use async_trait::async_trait;
use futures_util::{SinkExt, StreamExt};
use market_core::{LiveQuote, QuoteConnection, QuoteFeed, StreamError};
use tokio::net::TcpStream;
use tokio_tungstenite::{connect_async, tungstenite::Message, MaybeTlsStream, WebSocketStream};

use crate::provider_symbol;

const WS_BASE_URL: &str = "wss://stream.binance.com:9443/ws";

/// Streaming quote transport backed by Binance's 24h ticker websocket,
/// one subscription per symbol.
#[derive(Clone)]
pub struct BinanceQuoteFeed {
    ws_base: String,
}

impl BinanceQuoteFeed {
    pub fn new() -> Self {
        Self::with_base_url(WS_BASE_URL.to_string())
    }

    pub fn with_base_url(ws_base: String) -> Self {
        Self { ws_base }
    }
}

impl Default for BinanceQuoteFeed {
    fn default() -> Self {
        Self::new()
    }
}

#[async_trait]
impl QuoteFeed for BinanceQuoteFeed {
    async fn connect(&self, symbol: &str) -> Result<Box<dyn QuoteConnection>, StreamError> {
        let url = format!(
            "{}/{}@ticker",
            self.ws_base,
            provider_symbol(symbol).to_lowercase()
        );

        let (ws, _) = connect_async(url.as_str())
            .await
            .map_err(|e| StreamError::Connect(e.to_string()))?;
        tracing::info!("Connected to Binance ticker stream for {}", symbol);

        Ok(Box::new(BinanceTickerConnection { ws }))
    }
}

struct BinanceTickerConnection {
    ws: WebSocketStream<MaybeTlsStream<TcpStream>>,
}

#[async_trait]
impl QuoteConnection for BinanceTickerConnection {
    async fn next_quote(&mut self) -> Option<Result<LiveQuote, StreamError>> {
        loop {
            match self.ws.next().await {
                Some(Ok(Message::Text(text))) => {
                    // Non-ticker frames (subscription acks etc.) are skipped
                    if let Some(quote) = parse_ticker(&text) {
                        return Some(Ok(quote));
                    }
                }
                Some(Ok(Message::Ping(data))) => {
                    if let Err(e) = self.ws.send(Message::Pong(data)).await {
                        return Some(Err(StreamError::Protocol(e.to_string())));
                    }
                }
                Some(Ok(Message::Close(_))) | None => return None,
                Some(Err(e)) => return Some(Err(StreamError::Protocol(e.to_string()))),
                _ => {}
            }
        }
    }
}

/// Extract a LiveQuote from a 24h-ticker event: `c` last price, `p` absolute
/// change, `P` percent change, all sent as strings.
fn parse_ticker(text: &str) -> Option<LiveQuote> {
    let event: serde_json::Value = serde_json::from_str(text).ok()?;
    let price = event.get("c")?.as_str()?.parse::<f64>().ok()?;
    let change = event.get("p")?.as_str()?.parse::<f64>().ok()?;
    let percent_change = event.get("P")?.as_str()?.parse::<f64>().ok()?;

    Some(LiveQuote {
        price,
        change,
        percent_change,
        is_positive: change >= 0.0,
    })
}
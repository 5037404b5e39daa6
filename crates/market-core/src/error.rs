use thiserror::Error;

/// History fetch failures. Reported to the caller as-is, never retried by
/// the fetcher itself.
#[derive(Error, Debug, Clone, PartialEq, Eq)]
pub enum FetchError {
    #[error("Unknown symbol: {0}")]
    NotFound(String),

    #[error("Rate limited by provider")]
    RateLimited,

    #[error("Network error: {0}")]
    Network(String),

    #[error("Malformed history payload: {0}")]
    Malformed(String),
}

/// Analysis request failures
#[derive(Error, Debug, Clone, PartialEq, Eq)]
pub enum AnalyzeError {
    #[error("Analysis provider not configured: {0}")]
    Configuration(String),

    #[error("Analysis response violates schema: {0}")]
    SchemaViolation(String),

    #[error("Analysis provider error: {0}")]
    Upstream(String),
}

/// The single user-visible failure carried in the engine view. Terminal for
/// the current request, never fatal: a new analysis always recovers.
#[derive(Error, Debug, Clone, PartialEq, Eq)]
pub enum EngineError {
    #[error("Invalid trading pair (expected e.g. BTC/USDT): {0}")]
    InvalidPair(String),

    #[error("History fetch failed: {0}")]
    History(#[from] FetchError),

    #[error("Analysis request failed: {0}")]
    Analysis(#[from] AnalyzeError),
}

/// Live stream failures. Internal to the stream lifecycle: logged and
/// retried, never surfaced as an engine error.
#[derive(Error, Debug, Clone, PartialEq, Eq)]
pub enum StreamError {
    #[error("Stream connect failed: {0}")]
    Connect(String),

    #[error("Stream protocol error: {0}")]
    Protocol(String),
}
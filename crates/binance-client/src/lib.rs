use async_trait::async_trait;
use chrono::DateTime;
use market_core::{FetchError, HistoryProvider, PricePoint, PriceSeries, Timeframe};
use reqwest::Client;
use serde_json::Value;
use std::time::Duration;

pub mod websocket;
pub use websocket::BinanceQuoteFeed;

const BASE_URL: &str = "https://api.binance.com";

/// Kline interval/limit per timeframe: hourly candles for one week, daily
/// for a quarter, weekly for a year. Fixed mapping, not caller-negotiable.
fn kline_params(timeframe: Timeframe) -> (&'static str, u32) {
    match timeframe {
        Timeframe::Week1 => ("1h", 168),
        Timeframe::Month3 => ("1d", 90),
        Timeframe::Year1 => ("1w", 52),
    }
}

/// Collapse a canonical pair ("BTC/USDT") into Binance's symbol form ("BTCUSDT")
pub fn provider_symbol(pair: &str) -> String {
    pair.chars().filter(|c| *c != '/').collect()
}

#[derive(Clone)]
pub struct BinanceClient {
    client: Client,
    base_url: String,
}

impl BinanceClient {
    pub fn new() -> Self {
        Self::with_base_url(BASE_URL.to_string())
    }

    pub fn with_base_url(base_url: String) -> Self {
        let client = Client::builder()
            .timeout(Duration::from_secs(30))
            .build()
            .unwrap_or_else(|_| Client::new());

        Self { client, base_url }
    }

    /// Get candlestick history for a pair at the timeframe's fixed
    /// interval/limit. Failures are reported to the caller, never retried
    /// here — retry policy belongs to the orchestration layer.
    async fn get_klines(
        &self,
        pair: &str,
        timeframe: Timeframe,
    ) -> Result<PriceSeries, FetchError> {
        let (interval, limit) = kline_params(timeframe);
        let url = format!("{}/api/v3/klines", self.base_url);
        let symbol_param = provider_symbol(pair);
        let limit_param = limit.to_string();

        let response = self
            .client
            .get(&url)
            .query(&[
                ("symbol", symbol_param.as_str()),
                ("interval", interval),
                ("limit", limit_param.as_str()),
            ])
            .send()
            .await
            .map_err(|e| FetchError::Network(e.to_string()))?;

        let status = response.status();
        if !status.is_success() {
            let body = response.text().await.unwrap_or_default();
            // Binance signals an unknown symbol with code -1121 on a 400
            return Err(match status.as_u16() {
                429 | 418 => FetchError::RateLimited,
                400 | 404 if body.contains("-1121") => FetchError::NotFound(pair.to_string()),
                _ => FetchError::Network(format!("HTTP {}: {}", status, body)),
            });
        }

        let body = response
            .text()
            .await
            .map_err(|e| FetchError::Network(e.to_string()))?;
        let points = parse_klines(&body)?;

        Ok(PriceSeries {
            symbol: pair.to_string(),
            timeframe,
            points,
        })
    }
}

impl Default for BinanceClient {
    fn default() -> Self {
        Self::new()
    }
}

#[async_trait]
impl HistoryProvider for BinanceClient {
    async fn fetch(
        &self,
        symbol: &str,
        timeframe: Timeframe,
    ) -> Result<PriceSeries, FetchError> {
        tracing::debug!("Fetching {} klines for {}", timeframe, symbol);
        self.get_klines(symbol, timeframe).await
    }
}

/// Parse Binance's kline payload: an array of arrays, each row
/// `[openTime, open, high, low, close, volume, ...]` with prices as strings.
/// Rejects empty payloads and returns points sorted ascending by open time.
fn parse_klines(body: &str) -> Result<Vec<PricePoint>, FetchError> {
    let rows: Vec<Vec<Value>> =
        serde_json::from_str(body).map_err(|e| FetchError::Malformed(e.to_string()))?;

    if rows.is_empty() {
        return Err(FetchError::Malformed("empty kline payload".to_string()));
    }

    let mut points = Vec::with_capacity(rows.len());
    for row in &rows {
        let open_time = row
            .first()
            .and_then(Value::as_i64)
            .ok_or_else(|| FetchError::Malformed("kline row missing open time".to_string()))?;
        let date = DateTime::from_timestamp_millis(open_time)
            .ok_or_else(|| FetchError::Malformed("kline open time out of range".to_string()))?;
        let price = field_as_f64(row, 4)
            .ok_or_else(|| FetchError::Malformed("kline row missing close price".to_string()))?;
        let volume = field_as_f64(row, 5)
            .ok_or_else(|| FetchError::Malformed("kline row missing volume".to_string()))?;

        points.push(PricePoint { date, price, volume });
    }

    points.sort_by_key(|p| p.date);
    Ok(points)
}

fn field_as_f64(row: &[Value], index: usize) -> Option<f64> {
    match row.get(index)? {
        Value::String(s) => s.parse().ok(),
        v => v.as_f64(),
    }
}

#[cfg(test)]
mod tests {
    use super::*;

    const KLINES_FIXTURE: &str = r#"[
        [1717200000000, "67000.0", "67500.0", "66800.0", "67400.5", "1234.5", 1717203599999, "0", 100, "0", "0", "0"],
        [1717203600000, "67400.5", "67900.0", "67200.0", "67800.25", "2345.6", 1717207199999, "0", 100, "0", "0", "0"]
    ]"#;

    #[test]
    fn parses_kline_rows() {
        let points = parse_klines(KLINES_FIXTURE).unwrap();
        assert_eq!(points.len(), 2);
        assert_eq!(points[0].price, 67400.5);
        assert_eq!(points[0].volume, 1234.5);
        assert_eq!(points[1].price, 67800.25);
        assert!(points[0].date < points[1].date);
    }

    #[test]
    fn sorts_out_of_order_rows_ascending() {
        let shuffled = r#"[
            [1717203600000, "1", "1", "1", "2.0", "1.0"],
            [1717200000000, "1", "1", "1", "1.0", "1.0"]
        ]"#;
        let points = parse_klines(shuffled).unwrap();
        assert_eq!(points[0].price, 1.0);
        assert_eq!(points[1].price, 2.0);
    }

    #[test]
    fn rejects_empty_payload() {
        assert_eq!(
            parse_klines("[]"),
            Err(FetchError::Malformed("empty kline payload".to_string()))
        );
    }

    #[test]
    fn rejects_non_kline_payloads() {
        assert!(matches!(
            parse_klines(r#"{"code": -1121, "msg": "Invalid symbol."}"#),
            Err(FetchError::Malformed(_))
        ));
        assert!(matches!(
            parse_klines(r#"[["not-a-timestamp", "1", "1", "1", "1", "1"]]"#),
            Err(FetchError::Malformed(_))
        ));
        assert!(matches!(
            parse_klines(r#"[[1717200000000, "1", "1", "1"]]"#),
            Err(FetchError::Malformed(_))
        ));
    }

    #[test]
    fn collapses_pair_to_provider_symbol() {
        assert_eq!(provider_symbol("BTC/USDT"), "BTCUSDT");
        assert_eq!(provider_symbol("1INCH/USDT"), "1INCHUSDT");
    }

    #[test]
    fn timeframe_mapping_is_fixed() {
        assert_eq!(kline_params(Timeframe::Week1), ("1h", 168));
        assert_eq!(kline_params(Timeframe::Month3), ("1d", 90));
        assert_eq!(kline_params(Timeframe::Year1), ("1w", 52));
    }
}
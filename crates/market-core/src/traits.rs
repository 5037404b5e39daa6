use async_trait::async_trait;

use crate::{
    AnalysisResult, AnalyzeError, FetchError, HistoryBundle, LiveQuote, PriceSeries, StreamError,
    Timeframe,
};

/// Source of historical price/volume series
#[async_trait]
pub trait HistoryProvider: Send + Sync {
    /// Fetch the series for one (symbol, timeframe) pair. The symbol must
    /// already be in canonical form. Returned series are non-empty and
    /// ascending by date.
    async fn fetch(&self, symbol: &str, timeframe: Timeframe)
        -> Result<PriceSeries, FetchError>;
}

/// Structured AI analysis over a fetched history bundle
#[async_trait]
pub trait AnalysisProvider: Send + Sync {
    async fn analyze(
        &self,
        symbol: &str,
        history: &HistoryBundle,
    ) -> Result<AnalysisResult, AnalyzeError>;
}

/// One established live quote subscription
#[async_trait]
pub trait QuoteConnection: Send {
    /// Next inbound tick. `None` means the connection closed.
    async fn next_quote(&mut self) -> Option<Result<LiveQuote, StreamError>>;
}

/// Transport for live quote subscriptions, one subscription per symbol
#[async_trait]
pub trait QuoteFeed: Send + Sync {
    async fn connect(&self, symbol: &str) -> Result<Box<dyn QuoteConnection>, StreamError>;
}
━━━━━━━━━━━━━━━━━━━━
Once the line containing "const WS_BASE_URL: &str" has been written out, please stop; every line before it, back to the first line of the records above, should be given exactly.

use async_trait::async_trait;
use futures_util::{SinkExt, StreamExt};
use market_core::{LiveQuote, QuoteConnection, QuoteFeed, StreamError};
use tokio::net::TcpStream;
use tokio_tungstenite::{connect_async, tungstenite::Message, MaybeTlsStream, WebSocketStream};

use crate::provider_symbol;

const WS_BASE_URL: &str = "wss://stream.binance.com:9443/ws";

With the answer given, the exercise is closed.